Your assignment | Within the records below, reproduce without change the lines from the line that has "let args = Args::parse();" through the line that has "let router = Router::new()", and only those.
======== Data supplied ========
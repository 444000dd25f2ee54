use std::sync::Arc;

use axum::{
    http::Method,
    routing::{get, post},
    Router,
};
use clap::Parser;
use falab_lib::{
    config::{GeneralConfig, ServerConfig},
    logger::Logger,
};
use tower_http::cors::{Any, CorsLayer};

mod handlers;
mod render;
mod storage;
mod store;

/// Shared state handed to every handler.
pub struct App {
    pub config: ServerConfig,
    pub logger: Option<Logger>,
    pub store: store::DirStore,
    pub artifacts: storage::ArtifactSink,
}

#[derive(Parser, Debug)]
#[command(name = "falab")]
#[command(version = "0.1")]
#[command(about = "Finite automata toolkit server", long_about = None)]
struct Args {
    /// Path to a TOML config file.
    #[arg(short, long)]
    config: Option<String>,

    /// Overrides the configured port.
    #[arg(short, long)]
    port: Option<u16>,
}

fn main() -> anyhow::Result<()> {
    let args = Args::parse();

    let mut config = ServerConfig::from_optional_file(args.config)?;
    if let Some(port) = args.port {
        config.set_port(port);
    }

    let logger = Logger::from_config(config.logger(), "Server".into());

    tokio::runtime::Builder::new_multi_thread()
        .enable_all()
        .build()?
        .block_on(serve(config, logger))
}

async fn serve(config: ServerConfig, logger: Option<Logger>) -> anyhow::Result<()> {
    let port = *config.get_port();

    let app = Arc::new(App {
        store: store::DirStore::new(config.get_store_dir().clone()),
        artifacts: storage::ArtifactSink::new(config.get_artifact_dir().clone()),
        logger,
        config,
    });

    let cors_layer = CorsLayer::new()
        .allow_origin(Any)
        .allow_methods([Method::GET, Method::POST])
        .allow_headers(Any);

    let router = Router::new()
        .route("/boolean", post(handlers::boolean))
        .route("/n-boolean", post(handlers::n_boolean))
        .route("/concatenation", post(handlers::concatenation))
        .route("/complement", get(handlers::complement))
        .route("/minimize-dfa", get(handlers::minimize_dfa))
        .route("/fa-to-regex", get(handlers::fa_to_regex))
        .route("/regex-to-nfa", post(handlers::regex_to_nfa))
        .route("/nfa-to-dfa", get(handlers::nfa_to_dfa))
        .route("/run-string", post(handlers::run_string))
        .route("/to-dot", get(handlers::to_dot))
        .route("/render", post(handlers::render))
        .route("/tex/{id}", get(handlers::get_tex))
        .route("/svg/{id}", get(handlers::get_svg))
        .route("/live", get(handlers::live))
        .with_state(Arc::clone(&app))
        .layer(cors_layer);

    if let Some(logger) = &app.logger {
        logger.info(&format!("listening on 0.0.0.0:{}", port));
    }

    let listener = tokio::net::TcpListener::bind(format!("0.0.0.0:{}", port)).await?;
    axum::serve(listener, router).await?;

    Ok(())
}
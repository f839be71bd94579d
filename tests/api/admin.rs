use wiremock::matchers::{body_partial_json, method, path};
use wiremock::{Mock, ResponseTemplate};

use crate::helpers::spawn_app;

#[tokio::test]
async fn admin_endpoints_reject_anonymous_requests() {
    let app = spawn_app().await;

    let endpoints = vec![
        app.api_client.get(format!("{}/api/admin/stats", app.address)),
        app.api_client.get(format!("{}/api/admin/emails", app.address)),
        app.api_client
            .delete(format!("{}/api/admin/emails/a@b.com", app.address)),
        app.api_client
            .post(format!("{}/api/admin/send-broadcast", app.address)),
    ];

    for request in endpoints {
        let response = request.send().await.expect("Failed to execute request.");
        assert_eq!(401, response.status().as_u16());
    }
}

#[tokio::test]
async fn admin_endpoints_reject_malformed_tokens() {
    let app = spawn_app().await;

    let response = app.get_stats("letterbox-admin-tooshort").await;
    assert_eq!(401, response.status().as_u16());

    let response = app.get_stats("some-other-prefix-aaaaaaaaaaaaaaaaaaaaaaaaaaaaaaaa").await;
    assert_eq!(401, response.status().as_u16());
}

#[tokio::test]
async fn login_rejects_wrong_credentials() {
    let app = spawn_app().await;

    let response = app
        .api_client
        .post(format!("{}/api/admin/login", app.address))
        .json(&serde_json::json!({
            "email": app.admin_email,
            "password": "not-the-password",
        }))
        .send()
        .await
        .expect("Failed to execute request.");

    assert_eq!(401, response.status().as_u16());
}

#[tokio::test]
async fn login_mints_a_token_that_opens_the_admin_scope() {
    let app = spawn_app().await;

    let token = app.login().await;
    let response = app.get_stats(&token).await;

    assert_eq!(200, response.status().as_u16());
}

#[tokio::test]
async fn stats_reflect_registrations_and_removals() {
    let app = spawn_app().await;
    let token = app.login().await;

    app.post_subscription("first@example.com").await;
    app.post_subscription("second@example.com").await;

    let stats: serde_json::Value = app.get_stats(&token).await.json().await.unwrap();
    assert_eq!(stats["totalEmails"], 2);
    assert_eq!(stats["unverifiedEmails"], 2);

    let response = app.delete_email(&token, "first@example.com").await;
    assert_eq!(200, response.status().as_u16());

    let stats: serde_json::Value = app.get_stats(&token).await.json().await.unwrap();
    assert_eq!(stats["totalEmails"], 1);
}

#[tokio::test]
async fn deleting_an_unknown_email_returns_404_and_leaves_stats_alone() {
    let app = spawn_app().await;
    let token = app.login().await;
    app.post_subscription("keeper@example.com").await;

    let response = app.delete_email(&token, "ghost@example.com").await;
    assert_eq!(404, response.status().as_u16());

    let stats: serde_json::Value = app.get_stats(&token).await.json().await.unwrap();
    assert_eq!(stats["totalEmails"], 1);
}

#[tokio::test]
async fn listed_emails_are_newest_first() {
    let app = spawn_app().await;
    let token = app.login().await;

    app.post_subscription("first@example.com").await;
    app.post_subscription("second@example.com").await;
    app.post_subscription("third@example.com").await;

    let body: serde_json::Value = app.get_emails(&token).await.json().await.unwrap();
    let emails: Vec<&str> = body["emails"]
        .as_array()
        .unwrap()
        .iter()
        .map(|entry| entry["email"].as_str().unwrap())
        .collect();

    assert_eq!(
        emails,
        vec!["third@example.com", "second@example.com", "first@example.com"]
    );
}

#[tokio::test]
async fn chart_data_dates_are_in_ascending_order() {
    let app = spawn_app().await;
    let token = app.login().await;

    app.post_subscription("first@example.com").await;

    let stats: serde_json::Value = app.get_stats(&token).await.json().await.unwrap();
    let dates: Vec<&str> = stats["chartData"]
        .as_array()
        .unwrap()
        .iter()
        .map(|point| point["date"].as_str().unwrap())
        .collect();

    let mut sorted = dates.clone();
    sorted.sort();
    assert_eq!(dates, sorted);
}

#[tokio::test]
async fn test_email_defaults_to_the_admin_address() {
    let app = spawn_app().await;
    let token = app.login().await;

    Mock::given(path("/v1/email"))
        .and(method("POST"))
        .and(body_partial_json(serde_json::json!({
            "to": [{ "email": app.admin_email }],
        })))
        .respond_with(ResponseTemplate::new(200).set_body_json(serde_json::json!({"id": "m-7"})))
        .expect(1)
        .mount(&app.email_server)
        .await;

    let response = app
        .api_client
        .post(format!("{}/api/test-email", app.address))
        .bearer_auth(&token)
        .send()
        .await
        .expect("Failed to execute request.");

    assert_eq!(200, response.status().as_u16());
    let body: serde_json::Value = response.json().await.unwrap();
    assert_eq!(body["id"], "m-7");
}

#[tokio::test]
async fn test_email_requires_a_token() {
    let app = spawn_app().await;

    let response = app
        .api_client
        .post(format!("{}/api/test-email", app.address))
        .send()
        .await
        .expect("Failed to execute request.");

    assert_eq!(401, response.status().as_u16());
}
========
Result of this task |
    let args = Args::parse();

    let mut config = ServerConfig::from_optional_file(args.config)?;
    if let Some(port) = args.port {
        config.set_port(port);
    }

    let logger = Logger::from_config(config.logger(), "Server".into());

    tokio::runtime::Builder::new_multi_thread()
        .enable_all()
        .build()?
        .block_on(serve(config, logger))
}

async fn serve(config: ServerConfig, logger: Option<Logger>) -> anyhow::Result<()> {
    let port = *config.get_port();

    let app = Arc::new(App {
        store: store::DirStore::new(config.get_store_dir().clone()),
        artifacts: storage::ArtifactSink::new(config.get_artifact_dir().clone()),
        logger,
        config,
    });

    let cors_layer = CorsLayer::new()
        .allow_origin(Any)
        .allow_methods([Method::GET, Method::POST])
        .allow_headers(Any);

    let router = Router::new()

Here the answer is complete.